══ Listed records ══

//! `wsk api` command handlers
//!
//! Each handler checks its argument count, builds the [`ApiResource`] with
//! [`parse_api`] and only then talks to the gateway. Nothing reaches the
//! network when validation fails.

use crate::config::ClientConfig;
use crate::error::WskError;
use crate::render;
use crate::whisk::api::{ActionBinding, ApiListOptions, ApiResource, ApiVerb, BACKEND_METHOD};
use crate::whisk::client::WhiskClient;
use crate::whisk::qualified_name::QualifiedName;
use std::io::Write;

/// Base path and collection name used when no flag is given
pub const DEFAULT_API_ROOT: &str = "/";

/// Optional overrides for create/update/get/delete
#[derive(Debug, Clone, Default)]
pub struct ApiFlags {
    pub api_name: Option<String>,
    pub base_path: Option<String>,
}

/// Filters for `api list`
#[derive(Debug, Clone)]
pub struct ListFlags {
    pub action: Option<String>,
    pub path: Option<String>,
    pub verb: Option<String>,
    pub skip: u32,
    pub limit: u32,
}

impl Default for ListFlags {
    fn default() -> Self {
        let defaults = ApiListOptions::default();
        Self {
            action: None,
            path: None,
            verb: None,
            skip: defaults.skip,
            limit: defaults.limit,
        }
    }
}

/// Check that a verb belongs to the accepted set (case-insensitive)
pub fn validate_verb(verb: &str) -> Result<ApiVerb, WskError> {
    verb.parse::<ApiVerb>().map_err(|_| {
        tracing::error!("Invalid API verb: {}", verb);
        let valid: Vec<&str> = ApiVerb::ALL.iter().map(|v| v.as_str()).collect();
        WskError::usage(format!(
            "'{}' is not a valid API verb.  Valid values are: {}",
            verb,
            valid.join(", ")
        ))
    })
}

/// Check the positional argument count for a command
pub fn check_args(
    args: &[String],
    min: usize,
    max: usize,
    command: &str,
    required: &str,
) -> Result<(), WskError> {
    if args.len() < min {
        tracing::error!("{} - too few arguments: {:?}", command, args);
        return Err(WskError::usage(format!(
            "Not enough arguments.\n{}",
            required
        )));
    }
    if args.len() > max {
        tracing::error!("{} - too many arguments: {:?}", command, args);
        return Err(WskError::usage(format!(
            "Too many arguments.\n{}",
            required
        )));
    }
    Ok(())
}

fn flag_or_default(value: &Option<String>) -> String {
    value
        .as_deref()
        .filter(|v| !v.is_empty())
        .unwrap_or(DEFAULT_API_ROOT)
        .to_string()
}

/// Build an [`ApiResource`] from `[path, verb, action?]`.
///
/// The verb is validated and upper-cased, the path is kept verbatim and the
/// optional action must resolve to a non-empty entity name. No I/O happens
/// here.
pub fn parse_api(
    args: &[String],
    flags: &ApiFlags,
    config: &ClientConfig,
) -> Result<ApiResource, WskError> {
    let (path, verb) = match args {
        [path, verb, ..] => (path, verb),
        _ => {
            return Err(WskError::usage(
                "An API path and an API verb are required.",
            ))
        }
    };

    let verb = validate_verb(verb)?;

    let qualified = match args.get(2) {
        Some(raw) => {
            let qualified = QualifiedName::parse(raw, &config.namespace).map_err(|e| {
                tracing::error!("QualifiedName::parse({}) failed: {}", raw, e);
                WskError::usage(format!("'{}' is not a valid action name: {}", raw, e))
                    .with_cause(e)
            })?;
            if qualified.entity_name.is_empty() {
                tracing::error!("Action name '{}' is invalid", raw);
                return Err(WskError::usage(format!(
                    "'{}' is not a valid action name.",
                    raw
                )));
            }
            qualified
        }
        None => QualifiedName::default(),
    };

    let base_path = flag_or_default(&flags.base_path);

    let api = ApiResource {
        namespace: config.namespace.clone(),
        api_collection_name: flag_or_default(&flags.api_name),
        id: ApiResource::derive_id(&config.namespace, &base_path),
        gateway_base_path: base_path,
        // URLs may be case-sensitive
        gateway_rel_path: path.clone(),
        gateway_method: verb.as_str().to_string(),
        gateway_full_path: String::new(),
        bound_action: ActionBinding {
            backend_url: ActionBinding::backend_url_for(
                config.host_authority(),
                &qualified.namespace,
                &qualified.entity_name,
            ),
            backend_method: BACKEND_METHOD.to_string(),
            name: qualified.entity_name,
            namespace: qualified.namespace,
            auth_token: config.auth_token.clone(),
        },
    };

    tracing::debug!("Parsed api struct: {:?}", api.redacted());
    Ok(api)
}

fn parse_for_command(
    args: &[String],
    flags: &ApiFlags,
    config: &ClientConfig,
) -> Result<ApiResource, WskError> {
    parse_api(args, flags, config).map_err(|e| {
        tracing::error!("parse_api({:?}) error: {}", args, e);
        let message = format!("Unable to parse api command arguments: {}", e);
        e.wrap(message)
    })
}

fn output_error(e: std::io::Error) -> WskError {
    WskError::general(format!("Unable to write output: {}", e)).with_cause(e)
}

pub async fn create(
    client: &WhiskClient,
    args: &[String],
    flags: &ApiFlags,
    out: &mut dyn Write,
) -> Result<(), WskError> {
    insert(client, args, flags, out, false).await
}

pub async fn update(
    client: &WhiskClient,
    args: &[String],
    flags: &ApiFlags,
    out: &mut dyn Write,
) -> Result<(), WskError> {
    insert(client, args, flags, out, true).await
}

async fn insert(
    client: &WhiskClient,
    args: &[String],
    flags: &ApiFlags,
    out: &mut dyn Write,
    overwrite: bool,
) -> Result<(), WskError> {
    let command = if overwrite { "Api update" } else { "Api create" };
    check_args(
        args,
        3,
        3,
        command,
        "An API path, an API verb, and an action name are required.",
    )?;

    let api = parse_for_command(args, flags, &client.config)?;

    let stored = client.apis().insert(&api, overwrite).await.map_err(|e| {
        tracing::error!("apis().insert({:?}, {}) error: {:#}", api.redacted(), overwrite, e);
        let action = if overwrite { "update" } else { "create" };
        WskError::remote(format!("Unable to {} api: {:#}", action, e), e)
    })?;

    render::created(out, &api, &stored, overwrite).map_err(output_error)
}

pub async fn get(
    client: &WhiskClient,
    args: &[String],
    flags: &ApiFlags,
    summary: bool,
    out: &mut dyn Write,
) -> Result<(), WskError> {
    check_args(args, 2, 2, "Api get", "An API path and an API verb are required.")?;

    let api = parse_for_command(args, flags, &client.config)?;

    let stored = client.apis().get(&api).await.map_err(|e| {
        tracing::error!("apis().get({}) error: {:#}", api.id, e);
        WskError::remote(format!("Unable to get api: {:#}", e), e)
    })?;

    let rendered = if summary {
        render::summary(out, &stored)
    } else {
        render::fetched(out, &stored)
    };
    rendered.map_err(output_error)
}

pub async fn delete(
    client: &WhiskClient,
    args: &[String],
    flags: &ApiFlags,
    out: &mut dyn Write,
) -> Result<(), WskError> {
    check_args(
        args,
        3,
        3,
        "Api delete",
        "An API path, an API verb, and an action name are required.",
    )?;

    let api = parse_for_command(args, flags, &client.config)?;

    client.apis().delete(&api).await.map_err(|e| {
        tracing::error!("apis().delete({}) error: {:#}", api.id, e);
        WskError::remote(format!("Unable to delete api: {:#}", e), e)
    })?;

    render::deleted(out, &api).map_err(output_error)
}

pub async fn list(
    client: &WhiskClient,
    flags: &ListFlags,
    out: &mut dyn Write,
) -> Result<(), WskError> {
    // An empty verb filter means "any verb"
    let verb = match flags.verb.as_deref().filter(|v| !v.is_empty()) {
        Some(verb) => Some(validate_verb(verb)?.as_str().to_string()),
        None => None,
    };

    let options = ApiListOptions {
        action: flags.action.clone().filter(|a| !a.is_empty()),
        path: flags.path.clone().filter(|p| !p.is_empty()),
        verb,
        skip: flags.skip,
        limit: flags.limit,
        docs: false,
    };

    let apis = client.apis().list(&options).await.map_err(|e| {
        tracing::error!("apis().list({:?}) error: {:#}", options, e);
        WskError::remote(format!("Unable to obtain the list of apis: {:#}", e), e)
    })?;

    render::list(out, &apis).map_err(output_error)
}

#[cfg(test)]
mod tests {
    use super::*;
    use crate::error::ErrorKind;

    fn config() -> ClientConfig {
        ClientConfig {
            namespace: "guest".to_string(),
            host: "example.com".to_string(),
            auth_token: "user:secret".to_string(),
            insecure: false,
        }
    }

    fn args(values: &[&str]) -> Vec<String> {
        values.iter().map(|s| s.to_string()).collect()
    }

    #[test]
    fn test_parse_api_three_args() {
        let api = parse_api(&args(&["foo/bar", "get", "myaction"]), &ApiFlags::default(), &config())
            .unwrap();
        assert_eq!(api.gateway_rel_path, "foo/bar");
        assert_eq!(api.gateway_method, "GET");
        assert_eq!(api.bound_action.name, "myaction");
        assert_eq!(api.bound_action.namespace, "guest");
        assert_eq!(api.bound_action.backend_method, "POST");
        assert_eq!(api.bound_action.auth_token, "user:secret");
        assert_eq!(
            api.bound_action.backend_url,
            "https://example.com/api/v1/namespaces/guest/actions/myaction?blocking=true"
        );
        assert_eq!(api.namespace, "guest");
    }

    #[test]
    fn test_parse_api_two_args_has_empty_action() {
        let api = parse_api(&args(&["foo/bar", "GET"]), &ApiFlags::default(), &config()).unwrap();
        assert!(api.bound_action.name.is_empty());
        assert!(api.bound_action.namespace.is_empty());
    }

    #[test]
    fn test_parse_api_preserves_path_case() {
        let api = parse_api(&args(&["/Foo/Bar", "post", "act"]), &ApiFlags::default(), &config())
            .unwrap();
        assert_eq!(api.gateway_rel_path, "/Foo/Bar");
        assert_eq!(api.gateway_method, "POST");
    }

    #[test]
    fn test_parse_api_defaults_and_id() {
        let api = parse_api(&args(&["/p", "GET", "act"]), &ApiFlags::default(), &config()).unwrap();
        assert_eq!(api.api_collection_name, "/");
        assert_eq!(api.gateway_base_path, "/");
        assert_eq!(api.id, "guest:/");
    }

    #[test]
    fn test_parse_api_flag_overrides() {
        let flags = ApiFlags {
            api_name: Some("Book Club".to_string()),
            base_path: Some("/club".to_string()),
        };
        let api = parse_api(&args(&["/books", "GET", "getBooks"]), &flags, &config()).unwrap();
        assert_eq!(api.api_collection_name, "Book Club");
        assert_eq!(api.gateway_base_path, "/club");
        assert_eq!(api.id, "guest:/club");
    }

    #[test]
    fn test_parse_api_empty_flag_is_unset() {
        let flags = ApiFlags {
            api_name: Some(String::new()),
            base_path: Some(String::new()),
        };
        let api = parse_api(&args(&["/p", "GET", "act"]), &flags, &config()).unwrap();
        assert_eq!(api.api_collection_name, "/");
        assert_eq!(api.gateway_base_path, "/");
    }

    #[test]
    fn test_parse_api_qualified_action() {
        let api = parse_api(&args(&["/p", "GET", "/other/pkg/act"]), &ApiFlags::default(), &config())
            .unwrap();
        assert_eq!(api.bound_action.namespace, "other");
        assert_eq!(api.bound_action.name, "pkg/act");
        assert_eq!(
            api.bound_action.backend_url,
            "https://example.com/api/v1/namespaces/other/actions/pkg/act?blocking=true"
        );
    }

    #[test]
    fn test_parse_api_rejects_invalid_verb() {
        let err = parse_api(&args(&["/p", "FETCH", "act"]), &ApiFlags::default(), &config())
            .unwrap_err();
        assert_eq!(err.kind(), ErrorKind::Usage);
        assert!(err.display_usage());
        assert_eq!(
            err.message(),
            "'FETCH' is not a valid API verb.  Valid values are: DELETE, GET, HEAD, OPTIONS, PATCH, POST, PUT"
        );
    }

    #[test]
    fn test_parse_api_rejects_empty_entity() {
        for raw in ["/", "//", "///", "/guest", "/guest/pkg/", "/guest//act"] {
            let err = parse_api(&args(&["/p", "GET", raw]), &ApiFlags::default(), &config())
                .unwrap_err();
            assert_eq!(err.message(), format!("'{}' is not a valid action name.", raw));
            assert!(err.display_usage());
            assert!(err.cause().is_none());
        }
    }

    #[test]
    fn test_parse_api_wraps_parser_error() {
        let err = parse_api(&args(&["/p", "GET", "/a/b/c/d"]), &ApiFlags::default(), &config())
            .unwrap_err();
        assert!(err.message().starts_with("'/a/b/c/d' is not a valid action name: "));
        assert!(err.cause().is_some());
        assert_eq!(err.kind(), ErrorKind::Usage);
    }

    #[test]
    fn test_check_args_bounds() {
        assert!(check_args(&args(&["a", "b"]), 2, 2, "Api get", "need two").is_ok());

        let err = check_args(&args(&["a"]), 2, 2, "Api get", "need two").unwrap_err();
        assert_eq!(err.message(), "Not enough arguments.\nneed two");
        assert!(err.display_usage());

        let err = check_args(&args(&["a", "b", "c"]), 2, 2, "Api get", "need two").unwrap_err();
        assert_eq!(err.message(), "Too many arguments.\nneed two");
    }

    #[test]
    fn test_backend_url_strips_scheme_from_host() {
        let mut cfg = config();
        cfg.host = "https://example.com".to_string();
        cfg.namespace = "ns".to_string();
        let api = parse_api(&args(&["/p", "GET", "act"]), &ApiFlags::default(), &cfg).unwrap();
        assert_eq!(
            api.bound_action.backend_url,
            "https://example.com/api/v1/namespaces/ns/actions/act?blocking=true"
        );
    }
}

═══

Assignment ▸ Copy all lines from the material that include "user".

Answer section ▸
            auth_token: "user:secret".to_string(),
        assert_eq!(api.bound_action.auth_token, "user:secret");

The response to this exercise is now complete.